И, сгруппировавшись после прыжка с разбегу, пролетела через кольцо из моих рук.

Как дельфин.

Или как лев, прыгающий через кольцо огня.

Ударив меня по макушке.

Словно пролетев через ушко иглы – она проскользнула со скоростью шмеля.

– Та-да!

А затем великолепно приземлилась

– Я прошла через брата! Теперь я достигла цели.

– Не делай таких страшных вещей!

Хотя я пытался казаться храбрым, мой голос дрожал.

Я представил все мурашки, бегающие по моему телу.

– Ох, я так устала. И я хочу пить. Воды, воды!

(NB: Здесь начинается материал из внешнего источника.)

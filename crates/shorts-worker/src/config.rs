//! Worker configuration.

use shorts_media::{ComposeConfig, LaunderConfig, SubtitleConfig};
use shorts_models::{EncoderChoice, EncodingConfig};
use shorts_speech::NarrationConfig;

use crate::error::{WorkerError, WorkerResult};

/// Configuration for every stage of a campaign render.
#[derive(Debug, Clone)]
pub struct ShortsConfig {
    pub launder: LaunderConfig,
    pub narration: NarrationConfig,
    pub subtitle: SubtitleConfig,
    pub compose: ComposeConfig,
    pub encoding: EncodingConfig,
    /// Skip hardware detection and encode with the software codec
    pub force_software_encoder: bool,
    /// Render without burned-in subtitles when they cannot be built
    pub allow_subtitle_degrade: bool,
    /// Keep laundered clips and narration files after the render
    pub keep_intermediates: bool,
}

impl Default for ShortsConfig {
    fn default() -> Self {
        Self {
            launder: LaunderConfig::default(),
            narration: NarrationConfig::default(),
            subtitle: SubtitleConfig::default(),
            compose: ComposeConfig::default(),
            encoding: EncodingConfig::default(),
            force_software_encoder: false,
            allow_subtitle_degrade: true,
            keep_intermediates: false,
        }
    }
}

impl ShortsConfig {
    /// Create config from environment variables.
    pub fn from_env() -> Self {
        let mut encoding = EncodingConfig::default();
        if let Some(quality) = std::env::var("ENCODER_QUALITY")
            .ok()
            .and_then(|s| s.parse().ok())
        {
            encoding = encoding.with_quality(quality);
        }

        Self {
            launder: LaunderConfig::from_env(),
            narration: NarrationConfig::from_env(),
            subtitle: SubtitleConfig::from_env(),
            compose: ComposeConfig::from_env(),
            encoding,
            force_software_encoder: env_flag("FORCE_SOFTWARE_ENCODER", false),
            allow_subtitle_degrade: env_flag("ALLOW_SUBTITLE_DEGRADE", true),
            keep_intermediates: env_flag("KEEP_INTERMEDIATES", false),
        }
    }

    pub fn validate(&self) -> WorkerResult<()> {
        self.launder
            .validate()
            .map_err(|e| WorkerError::config(e.to_string()))?;

        if !(self.compose.max_duration_secs.is_finite() && self.compose.max_duration_secs > 0.0) {
            return Err(WorkerError::config(format!(
                "duration ceiling must be positive, got {}",
                self.compose.max_duration_secs
            )));
        }
        if self.subtitle.words_per_cue == 0 {
            return Err(WorkerError::config("words per subtitle cue must be at least 1"));
        }
        if self.encoding.quality > 51 {
            return Err(WorkerError::config(format!(
                "encoder quality {} is outside 0..=51",
                self.encoding.quality
            )));
        }
        Ok(())
    }

    /// Encoder the registry starts with, if detection is to be skipped.
    pub fn initial_encoder(&self) -> Option<EncoderChoice> {
        self.force_software_encoder
            .then_some(EncoderChoice::SoftwareFallback)
    }
}

fn env_flag(key: &str, default: bool) -> bool {
    std::env::var(key)
        .map(|v| matches!(v.trim().to_lowercase().as_str(), "1" | "true" | "yes" | "on"))
        .unwrap_or(default)
}

#[cfg(test)]
mod tests {
    use super::*;

    #[test]
    fn test_config_defaults() {
        let config = ShortsConfig::default();
        assert!(config.allow_subtitle_degrade);
        assert!(!config.keep_intermediates);
        assert_eq!(config.compose.max_duration_secs, 59.0);
        assert_eq!(config.initial_encoder(), None);
        assert!(config.validate().is_ok());
    }

    #[test]
    fn test_validate_rejects_bad_values() {
        let mut config = ShortsConfig::default();
        config.compose.max_duration_secs = 0.0;
        assert!(matches!(config.validate(), Err(WorkerError::Config(_))));

        let mut config = ShortsConfig::default();
        config.launder.crop_fraction_max = 0.5;
        assert!(config.validate().is_err());

        let mut config = ShortsConfig::default();
        config.subtitle.words_per_cue = 0;
        assert!(config.validate().is_err());
    }

    #[test]
    fn test_forced_software_encoder() {
        let config = ShortsConfig {
            force_software_encoder: true,
            ..ShortsConfig::default()
        };
        assert_eq!(config.initial_encoder(), Some(EncoderChoice::SoftwareFallback));
    }
}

– Погоди! Мы ещё не договорили!

«Вот-вот, не иди в коридор, пока с тебя пот льётся», – хотел сказать я и пошёл вслед за Карен, отправившейся в гостиную, видимо, за жидкостью.

Я догнал её на кухне, где она засунула голову в раковину и пила прямо из-под крана.

Она была мужеподобна…

Разве она уже не мужчина среди мужчин?

Хоть она и моя сестра.

– Буль, буль, буль, буль, ах!

Карен выпила, как мне показалось, литров пять и, наконец, выпустила кран.

– Ты сказал, что от меня воняет, и ужасно ранил мои девичьи чувства, так что я пойду приму душ, – сказала Карен и начала снимать спортивный костюм.

Прямо тут.

Другими словами, прямо передо мной.

Ну и какие девичьи чувства я после этого могу ранить… раз уж мы родственники, я не возражаю, но ты должна раздеваться в ванной.

– …

Но всё же.

Как и у Цукихи-тян, у неё был парень.

Мизудори-кун, кажется.

Я с ним не был знаком.

Другими словами, не знаю, что насчёт девичьих чувств, но вот любовь ей была знакома.

– Эй, Карен-тян, – позвал я.

Я почувствовал, что это бессмысленно с самого начала, но если мне повезёт, смогу получить приятный ответ.

– Что такое, брат?

– Я хочу, чтобы ты меня кое-чему научила.

– О, наконец-то ты хочешь пойти по пути карате.

– Нет, я хочу узнать у тебя не секреты спорта.

Я говорил серьёзным тоном и задал вопрос:

– Как ты решаешь, любишь ты кого-то или нет, нравится он тебе или нет?

– Э?

«Это любовная консультация?» – спросила она.

Карен сняла майку, обнажившись до пояса, и ловко повесила спортивный лифчик на плечо, будто полотенце.

– Если ты смотришь на его лицо и хочешь от него детей, это значит, он тебе нравится, – ответила она.

Очень по-мужски… к сожалению, я не могу использовать этот ответ как подсказку.